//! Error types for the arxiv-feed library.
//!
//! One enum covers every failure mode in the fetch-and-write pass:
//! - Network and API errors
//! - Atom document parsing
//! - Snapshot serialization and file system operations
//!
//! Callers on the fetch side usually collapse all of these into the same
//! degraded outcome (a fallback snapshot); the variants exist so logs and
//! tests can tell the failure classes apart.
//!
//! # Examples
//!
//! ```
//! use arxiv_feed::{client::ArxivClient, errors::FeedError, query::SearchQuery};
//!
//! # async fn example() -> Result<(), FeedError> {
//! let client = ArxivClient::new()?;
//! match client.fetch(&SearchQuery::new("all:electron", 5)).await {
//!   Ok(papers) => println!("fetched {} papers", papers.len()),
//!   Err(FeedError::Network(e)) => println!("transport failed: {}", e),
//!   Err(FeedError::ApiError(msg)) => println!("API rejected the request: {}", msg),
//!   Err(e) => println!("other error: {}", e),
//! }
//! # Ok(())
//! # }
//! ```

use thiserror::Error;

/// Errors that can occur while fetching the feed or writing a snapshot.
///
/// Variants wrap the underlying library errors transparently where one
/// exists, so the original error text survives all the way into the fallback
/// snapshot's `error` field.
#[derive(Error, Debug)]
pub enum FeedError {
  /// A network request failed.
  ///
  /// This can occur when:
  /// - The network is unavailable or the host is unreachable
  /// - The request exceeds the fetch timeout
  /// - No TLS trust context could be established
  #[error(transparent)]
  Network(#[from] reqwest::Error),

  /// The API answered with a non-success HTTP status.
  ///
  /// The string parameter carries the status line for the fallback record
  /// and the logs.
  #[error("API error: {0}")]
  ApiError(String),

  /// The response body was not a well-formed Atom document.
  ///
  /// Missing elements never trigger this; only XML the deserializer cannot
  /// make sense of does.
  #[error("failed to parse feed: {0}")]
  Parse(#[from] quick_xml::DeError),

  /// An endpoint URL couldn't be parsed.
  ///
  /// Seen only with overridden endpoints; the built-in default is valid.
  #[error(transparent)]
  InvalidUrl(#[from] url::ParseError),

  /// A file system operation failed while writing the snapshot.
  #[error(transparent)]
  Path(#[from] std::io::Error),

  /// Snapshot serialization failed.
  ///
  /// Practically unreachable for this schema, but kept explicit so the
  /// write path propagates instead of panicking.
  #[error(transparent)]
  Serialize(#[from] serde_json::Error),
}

----------

### Exercise
Lines of the listing above that include the string "request" should each be copied.

### Answer box
//!   Err(FeedError::ApiError(msg)) => println!("API rejected the request: {}", msg),
  /// A network request failed.
  /// - The request exceeds the fetch timeout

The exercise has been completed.